_WHAT IS BEING ASKED:_
Please set the lines down again exactly, from the top of the entries through the line that contains "Self::Figment(Box::new(err))".

Dataset entries
************

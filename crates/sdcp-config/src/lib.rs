//! Shared configuration for the SDCP CLI and gateway.
//!
//! TOML printer profiles, broker and gateway settings, access-code
//! resolution (env + plaintext), and translation to
//! `sdcp_core::PrinterConfig`. Layering is serialized defaults, then the
//! TOML file, then `SDCP_`-prefixed environment variables with `__` as the
//! nesting separator (`SDCP_GATEWAY__HTTP_PORT=8080`).

use std::collections::BTreeMap;
use std::net::{IpAddr, Ipv4Addr};
use std::path::{Path, PathBuf};
use std::time::Duration;

use directories::ProjectDirs;
use figment::{
    Figment,
    providers::{Env, Format, Serialized, Toml},
};
use secrecy::SecretString;
use serde::{Deserialize, Serialize};
use thiserror::Error;

use sdcp_api::BrokerConfig;
use sdcp_core::{Device, PrinterConfig, TransportKind};

pub const ENV_PREFIX: &str = "SDCP_";

// ── Error ───────────────────────────────────────────────────────────

#[derive(Debug, Error)]
pub enum ConfigError {
    #[error("invalid {field}: {reason}")]
    Validation { field: String, reason: String },

    #[error("no printer profile named '{name}'")]
    UnknownPrinter { name: String },

    #[error("no printer selected: pass a printer name or set default_printer")]
    NoPrinterSelected,

    #[error("failed to serialize config: {0}")]
    Serialization(#[from] toml::ser::Error),

    #[error("config loading failed: {0}")]
    Figment(Box<figment::Error>),

    #[error("IO error: {0}")]
    Io(#[from] std::io::Error),
}

impl From<figment::Error> for ConfigError {
    fn from(err: figment::Error) -> Self {
        Self::Figment(Box::new(err))
    }
}

// ── TOML config structs ─────────────────────────────────────────────

/// Top-level TOML configuration.
#[derive(Debug, Clone, Default, PartialEq, Deserialize, Serialize)]
pub struct Config {
    /// Profile used when no printer is named.
    pub default_printer: Option<String>,

    #[serde(default)]
    pub defaults: Defaults,

    #[serde(default)]
    pub broker: BrokerSettings,

    #[serde(default)]
    pub gateway: GatewaySettings,

    /// Named printer profiles.
    #[serde(default)]
    pub printers: BTreeMap<String, PrinterProfile>,
}

#[derive(Debug, Clone, PartialEq, Deserialize, Serialize)]
#[serde(default)]
pub struct Defaults {
    /// Seconds.
    pub command_timeout: u64,
    /// Seconds.
    pub discovery_timeout: u64,
    /// Status push period for broker-mediated MQTT printers, milliseconds.
    pub status_period_ms: u64,
    pub output: String,
}

impl Default for Defaults {
    fn default() -> Self {
        Self {
            command_timeout: 10,
            discovery_timeout: 3,
            status_period_ms: 5000,
            output: "table".into(),
        }
    }
}

#[derive(Debug, Clone, PartialEq, Eq, Deserialize, Serialize)]
#[serde(default)]
pub struct BrokerSettings {
    pub bind: IpAddr,
    pub port: u16,
    /// Largest MQTT packet the embedded broker accepts, in bytes.
    pub max_packet_size: usize,
}

impl Default for BrokerSettings {
    fn default() -> Self {
        Self {
            bind: IpAddr::V4(Ipv4Addr::UNSPECIFIED),
            port: sdcp_api::mqtt::DEFAULT_BROKER_PORT,
            max_packet_size: sdcp_api::mqtt::packet::DEFAULT_MAX_PACKET_SIZE,
        }
    }
}

impl BrokerSettings {
    pub fn to_broker_config(&self) -> BrokerConfig {
        BrokerConfig {
            bind: self.bind,
            port: self.port,
            max_packet_size: self.max_packet_size,
        }
    }
}

#[derive(Debug, Clone, PartialEq, Eq, Deserialize, Serialize)]
#[serde(default)]
pub struct GatewaySettings {
    pub bind: IpAddr,
    pub http_port: u16,
    pub video_port: u16,
    pub discovery_port: u16,
    /// Host name or address clients use to reach the gateway. Detected
    /// from the outbound interface when unset.
    pub external_host: Option<String>,
    /// Window for suppressing repeated discovery probes, seconds.
    pub rate_limit_secs: u64,
    /// Stop serving once the last printer is unregistered.
    pub shutdown_when_empty: bool,
    /// Register every printer discovery finds at start-up.
    pub auto_discover: bool,
}

impl Default for GatewaySettings {
    fn default() -> Self {
        Self {
            bind: IpAddr::V4(Ipv4Addr::UNSPECIFIED),
            http_port: 3030,
            video_port: 3031,
            discovery_port: 3000,
            external_host: None,
            rate_limit_secs: 30,
            shutdown_when_empty: false,
            auto_discover: true,
        }
    }
}

/// A named printer profile.
#[derive(Debug, Clone, PartialEq, Eq, Deserialize, Serialize)]
pub struct PrinterProfile {
    /// Printer address.
    pub host: String,

    #[serde(default = "default_transport")]
    pub transport: TransportKind,

    /// Mainboard id (SDCP) or serial number (inverted MQTT).
    pub id: String,

    #[serde(default)]
    pub model: Option<String>,

    /// WebSocket port, broker port, or handshake port override.
    #[serde(default)]
    pub port: Option<u16>,

    /// Inverted-MQTT access code (plaintext; prefer `access_code_env`).
    #[serde(default)]
    pub access_code: Option<String>,

    /// Environment variable holding the access code.
    #[serde(default)]
    pub access_code_env: Option<String>,

    /// Override `defaults.command_timeout`, seconds.
    #[serde(default)]
    pub command_timeout: Option<u64>,
}

fn default_transport() -> TransportKind {
    TransportKind::WebSocket
}

// ── Config file path ────────────────────────────────────────────────

/// Resolve the config file path via XDG / platform conventions.
pub fn config_path() -> PathBuf {
    ProjectDirs::from("io", "sdcp", "sdcp").map_or_else(
        || PathBuf::from(".sdcp").join("config.toml"),
        |dirs| dirs.config_dir().join("config.toml"),
    )
}

// ── Config loading ──────────────────────────────────────────────────

fn figment(path: &Path) -> Figment {
    Figment::new()
        .merge(Serialized::defaults(Config::default()))
        .merge(Toml::file(path))
        .merge(Env::prefixed(ENV_PREFIX).split("__"))
}

/// Load from `path` (or the canonical path) plus the environment. A
/// missing file is not an error.
pub fn load_config_from(path: Option<&Path>) -> Result<Config, ConfigError> {
    let path = path.map_or_else(config_path, Path::to_path_buf);
    let config: Config = figment(&path).extract()?;
    config.validate()?;
    Ok(config)
}

pub fn load_config() -> Result<Config, ConfigError> {
    load_config_from(None)
}

// ── Config saving ───────────────────────────────────────────────────

/// Serialize config to TOML and write it to `path` (or the canonical path).
pub fn save_config(cfg: &Config, path: Option<&Path>) -> Result<PathBuf, ConfigError> {
    let path = path.map_or_else(config_path, Path::to_path_buf);
    if let Some(parent) = path.parent() {
        std::fs::create_dir_all(parent)?;
    }
    std::fs::write(&path, toml::to_string_pretty(cfg)?)?;
    Ok(path)
}

// ── Validation and lookup ───────────────────────────────────────────

impl Config {
    pub fn validate(&self) -> Result<(), ConfigError> {
        for (name, profile) in &self.printers {
            if profile.host.trim().is_empty() {
                return Err(ConfigError::Validation {
                    field: format!("printers.{name}.host"),
                    reason: "must not be empty".into(),
                });
            }
            if profile.id.trim().is_empty() {
                return Err(ConfigError::Validation {
                    field: format!("printers.{name}.id"),
                    reason: "mainboard id or serial is required".into(),
                });
            }
        }
        if let Some(default) = &self.default_printer {
            if !self.printers.contains_key(default) {
                return Err(ConfigError::Validation {
                    field: "default_printer".into(),
                    reason: format!("no profile named '{default}'"),
                });
            }
        }
        Ok(())
    }

    /// Pick a profile by name, falling back to `default_printer`, then to
    /// the only profile if exactly one exists.
    pub fn select_printer(
        &self,
        name: Option<&str>,
    ) -> Result<(&str, &PrinterProfile), ConfigError> {
        let name = match name.or(self.default_printer.as_deref()) {
            Some(name) => name,
            None if self.printers.len() == 1 => self
                .printers
                .keys()
                .next()
                .map(String::as_str)
                .ok_or(ConfigError::NoPrinterSelected)?,
            None => return Err(ConfigError::NoPrinterSelected),
        };
        self.printers
            .get_key_value(name)
            .map(|(k, v)| (k.as_str(), v))
            .ok_or_else(|| ConfigError::UnknownPrinter { name: name.into() })
    }
}

// ── Translation to core config ──────────────────────────────────────

/// Resolve an access code: the profile's env var first, then plaintext.
pub fn resolve_access_code(profile: &PrinterProfile) -> Option<SecretString> {
    profile
        .access_code_env
        .as_deref()
        .and_then(|var| std::env::var(var).ok())
        .filter(|code| !code.is_empty())
        .or_else(|| profile.access_code.clone())
        .map(SecretString::from)
}

/// Build a `PrinterConfig` from a profile and the global defaults.
pub fn profile_to_printer_config(profile: &PrinterProfile, defaults: &Defaults) -> PrinterConfig {
    let device = Device::new(
        profile.id.clone(),
        profile.host.clone(),
        profile.model.clone().unwrap_or_default(),
        profile.transport,
    );
    let mut config = PrinterConfig::new(device).with_command_timeout(Duration::from_secs(
        profile.command_timeout.unwrap_or(defaults.command_timeout),
    ));
    config.status_period = Duration::from_millis(defaults.status_period_ms);
    config.port = profile.port;
    config.access_code = resolve_access_code(profile);
    config
}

************

_SOLUTION FOR THIS EXERCISE:_
filename crates/sdcp-config/src/lib.rs
//! Shared configuration for the SDCP CLI and gateway.
//!
//! TOML printer profiles, broker and gateway settings, access-code
//! resolution (env + plaintext), and translation to
//! `sdcp_core::PrinterConfig`. Layering is serialized defaults, then the
//! TOML file, then `SDCP_`-prefixed environment variables with `__` as the
//! nesting separator (`SDCP_GATEWAY__HTTP_PORT=8080`).

use std::collections::BTreeMap;
use std::net::{IpAddr, Ipv4Addr};
use std::path::{Path, PathBuf};
use std::time::Duration;

use directories::ProjectDirs;
use figment::{
    Figment,
    providers::{Env, Format, Serialized, Toml},
};
use secrecy::SecretString;
use serde::{Deserialize, Serialize};
use thiserror::Error;

use sdcp_api::BrokerConfig;
use sdcp_core::{Device, PrinterConfig, TransportKind};

pub const ENV_PREFIX: &str = "SDCP_";

// ── Error ───────────────────────────────────────────────────────────

#[derive(Debug, Error)]
pub enum ConfigError {
    #[error("invalid {field}: {reason}")]
    Validation { field: String, reason: String },

    #[error("no printer profile named '{name}'")]
    UnknownPrinter { name: String },

    #[error("no printer selected: pass a printer name or set default_printer")]
    NoPrinterSelected,

    #[error("failed to serialize config: {0}")]
    Serialization(#[from] toml::ser::Error),

    #[error("config loading failed: {0}")]
    Figment(Box<figment::Error>),

    #[error("IO error: {0}")]
    Io(#[from] std::io::Error),
}

impl From<figment::Error> for ConfigError {
    fn from(err: figment::Error) -> Self {
        Self::Figment(Box::new(err))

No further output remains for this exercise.